## REQUIRED ACTION:
From the opening line of the records through the line bearing "use serde::de::DeserializeOwned;", set down every line exactly.

## PROVIDED DATA:
//! Data model for the tutoring session: chat messages, wire-history turns and
//! the typed payloads the model is asked to return.
//!
//! The result types are deliberately forgiving on input. The model is only
//! *asked* for a shape, so every field falls back to its default when it is
//! missing or of the wrong type instead of failing the whole payload.

use serde::de::DeserializeOwned;
use serde::{Deserialize, Deserializer, Serialize};
use serde_json::Value;
use std::fmt;
use utoipa::ToSchema;

// --- Chat log ---

/// Who produced a chat message.
#[derive(Debug, Clone, Copy, PartialEq, Eq, Serialize, Deserialize, ToSchema)]
#[serde(rename_all = "lowercase")]
pub enum Role {
    Student,
    Tutor,
}

impl fmt::Display for Role {
    fn fmt(&self, f: &mut fmt::Formatter<'_>) -> fmt::Result {
        match self {
            Role::Student => write!(f, "student"),
            Role::Tutor => write!(f, "tutor"),
        }
    }
}

/// How a chat message should be rendered.
#[derive(Debug, Clone, Copy, PartialEq, Eq, Serialize, Deserialize, ToSchema)]
#[serde(rename_all = "lowercase")]
pub enum MessageKind {
    Text,
    Code,
    Analysis,
    Schema,
}

/// Structured data attached to a chat message.
#[derive(Debug, Clone, PartialEq, Serialize, Deserialize)]
#[serde(tag = "type", content = "data", rename_all = "lowercase")]
pub enum Payload {
    Analysis(AnalysisResult),
    Diagram(DiagramResult),
    /// Code the student submitted from the editor.
    Code(String),
}

/// One entry of the UI message log. Never mutated once appended.
#[derive(Debug, Clone, PartialEq, Serialize, Deserialize)]
pub struct Message {
    pub role: Role,
    pub content: String,
    pub kind: MessageKind,
    #[serde(default, skip_serializing_if = "Option::is_none")]
    pub payload: Option<Payload>,
}

impl Message {
    pub fn student_text(content: impl Into<String>) -> Self {
        Self {
            role: Role::Student,
            content: content.into(),
            kind: MessageKind::Text,
            payload: None,
        }
    }

    pub fn tutor_text(content: impl Into<String>) -> Self {
        Self {
            role: Role::Tutor,
            content: content.into(),
            kind: MessageKind::Text,
            payload: None,
        }
    }

    pub fn student_code(content: impl Into<String>, code: impl Into<String>) -> Self {
        Self {
            role: Role::Student,
            content: content.into(),
            kind: MessageKind::Code,
            payload: Some(Payload::Code(code.into())),
        }
    }

    pub fn analysis(result: AnalysisResult) -> Self {
        Self {
            role: Role::Tutor,
            content: "Analysis complete! Here are the results:".to_string(),
            kind: MessageKind::Analysis,
            payload: Some(Payload::Analysis(result)),
        }
    }

    pub fn diagram(content: impl Into<String>, result: DiagramResult) -> Self {
        Self {
            role: Role::Tutor,
            content: content.into(),
            kind: MessageKind::Schema,
            payload: Some(Payload::Diagram(result)),
        }
    }
}

// --- Wire history ---

/// Role of a turn as the model sees it.
#[derive(Debug, Clone, Copy, PartialEq, Eq, Serialize, Deserialize, ToSchema)]
#[serde(rename_all = "lowercase")]
pub enum TurnRole {
    User,
    Assistant,
}

/// Reduced projection of an accepted exchange, replayed to the model as context.
#[derive(Debug, Clone, PartialEq, Eq, Serialize, Deserialize, ToSchema)]
pub struct ConversationTurn {
    pub role: TurnRole,
    pub content: String,
}

impl ConversationTurn {
    pub fn user(content: impl Into<String>) -> Self {
        Self {
            role: TurnRole::User,
            content: content.into(),
        }
    }

    pub fn assistant(content: impl Into<String>) -> Self {
        Self {
            role: TurnRole::Assistant,
            content: content.into(),
        }
    }
}

// --- Typed results ---

#[derive(Debug, Clone, Copy, Default, PartialEq, Eq, Serialize, Deserialize, ToSchema)]
#[serde(rename_all = "lowercase")]
pub enum Severity {
    High,
    #[default]
    Medium,
    Low,
}

/// A single finding from a code analysis.
#[derive(Debug, Clone, Default, PartialEq, Serialize, Deserialize, ToSchema)]
#[serde(default)]
pub struct Issue {
    #[serde(deserialize_with = "lenient_lowercase")]
    pub severity: Severity,
    #[serde(deserialize_with = "lenient")]
    pub principle: String,
    #[serde(deserialize_with = "lenient")]
    pub line_content: String,
    #[serde(deserialize_with = "lenient")]
    pub explanation: String,
    #[serde(deserialize_with = "lenient")]
    pub impact: String,
    #[serde(deserialize_with = "lenient")]
    pub hint: String,
}

/// Returned by the `analyze` endpoint.
#[derive(Debug, Clone, Default, PartialEq, Serialize, Deserialize, ToSchema)]
#[serde(default)]
pub struct AnalysisResult {
    /// Quality score, clamped to `0..=100`.
    #[serde(deserialize_with = "lenient_score")]
    pub score: u8,
    #[serde(deserialize_with = "lenient")]
    pub language_detected: String,
    #[serde(deserialize_with = "lenient")]
    pub summary: String,
    #[serde(deserialize_with = "lenient")]
    pub issues: Vec<Issue>,
    #[serde(deserialize_with = "lenient")]
    pub strengths: Vec<String>,
}

#[derive(Debug, Clone, Copy, Default, PartialEq, Eq, Serialize, Deserialize, ToSchema)]
#[serde(rename_all = "lowercase")]
pub enum DiagramKind {
    #[default]
    Mermaid,
    Ascii,
}

/// Returned by the `schema` endpoint.
#[derive(Debug, Clone, Default, PartialEq, Serialize, Deserialize, ToSchema)]
#[serde(default)]
pub struct DiagramResult {
    #[serde(rename = "type", deserialize_with = "lenient_lowercase")]
    pub kind: DiagramKind,
    #[serde(deserialize_with = "lenient")]
    pub diagram: String,
    #[serde(deserialize_with = "lenient")]
    pub explanation: String,
    #[serde(deserialize_with = "lenient")]
    pub key_points: Vec<String>,
}

#[derive(Debug, Clone, Copy, Default, PartialEq, Eq, Serialize, Deserialize, ToSchema)]
#[serde(rename_all = "lowercase")]
pub enum TeachingKind {
    #[default]
    Explanation,
    Question,
    Validation,
    Encouragement,
}

/// Returned by the `teach`, `math` and `technical` endpoints.
#[derive(Debug, Clone, Default, PartialEq, Serialize, Deserialize, ToSchema)]
#[serde(default)]
pub struct TeachingResult {
    #[serde(deserialize_with = "lenient")]
    pub message: String,
    #[serde(rename = "type", deserialize_with = "lenient_lowercase")]
    pub kind: TeachingKind,
    #[serde(deserialize_with = "lenient", skip_serializing_if = "Option::is_none")]
    pub code_skeleton: Option<String>,
    #[serde(deserialize_with = "lenient")]
    pub needs_schema: bool,
    #[serde(deserialize_with = "lenient", skip_serializing_if = "Option::is_none")]
    pub schema_request: Option<String>,
    #[serde(deserialize_with = "lenient", skip_serializing_if = "Option::is_none")]
    pub follow_up: Option<String>,
}

impl TeachingResult {
    /// The diagram description to request, if the reply asked for one.
    pub fn diagram_request(&self) -> Option<&str> {
        if !self.needs_schema {
            return None;
        }
        self.schema_request
            .as_deref()
            .map(str::trim)
            .filter(|s| !s.is_empty())
    }

    /// The code template to hand to the editor, if any.
    pub fn skeleton(&self) -> Option<&str> {
        self.code_skeleton
            .as_deref()
            .filter(|s| !s.trim().is_empty())
    }
}

// --- Lenient field decoding ---

fn lenient<'de, D, T>(deserializer: D) -> Result<T, D::Error>
where
    D: Deserializer<'de>,
    T: DeserializeOwned + Default,
{
    let value = Value::deserialize(deserializer)?;
    Ok(serde_json::from_value(value).unwrap_or_default())
}

fn lenient_lowercase<'de, D, T>(deserializer: D) -> Result<T, D::Error>
where
    D: Deserializer<'de>,
    T: DeserializeOwned + Default,
{
    let value = match Value::deserialize(deserializer)? {
        Value::String(s) => Value::String(s.trim().to_lowercase()),
        other => other,
    };
    Ok(serde_json::from_value(value).unwrap_or_default())
}

fn lenient_score<'de, D>(deserializer: D) -> Result<u8, D::Error>
where
    D: Deserializer<'de>,
{
    let raw = match Value::deserialize(deserializer)? {
        Value::Number(n) => n.as_f64(),
        Value::String(s) => s.trim().parse::<f64>().ok(),
        _ => None,
    };
    Ok(raw
        .filter(|v| v.is_finite())
        .map(|v| v.round().clamp(0.0, 100.0) as u8)
        .unwrap_or_default())
}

## TASK ANSWER:
//! Data model for the tutoring session: chat messages, wire-history turns and
//! the typed payloads the model is asked to return.
//!
//! The result types are deliberately forgiving on input. The model is only
//! *asked* for a shape, so every field falls back to its default when it is
//! missing or of the wrong type instead of failing the whole payload.

use serde::de::DeserializeOwned;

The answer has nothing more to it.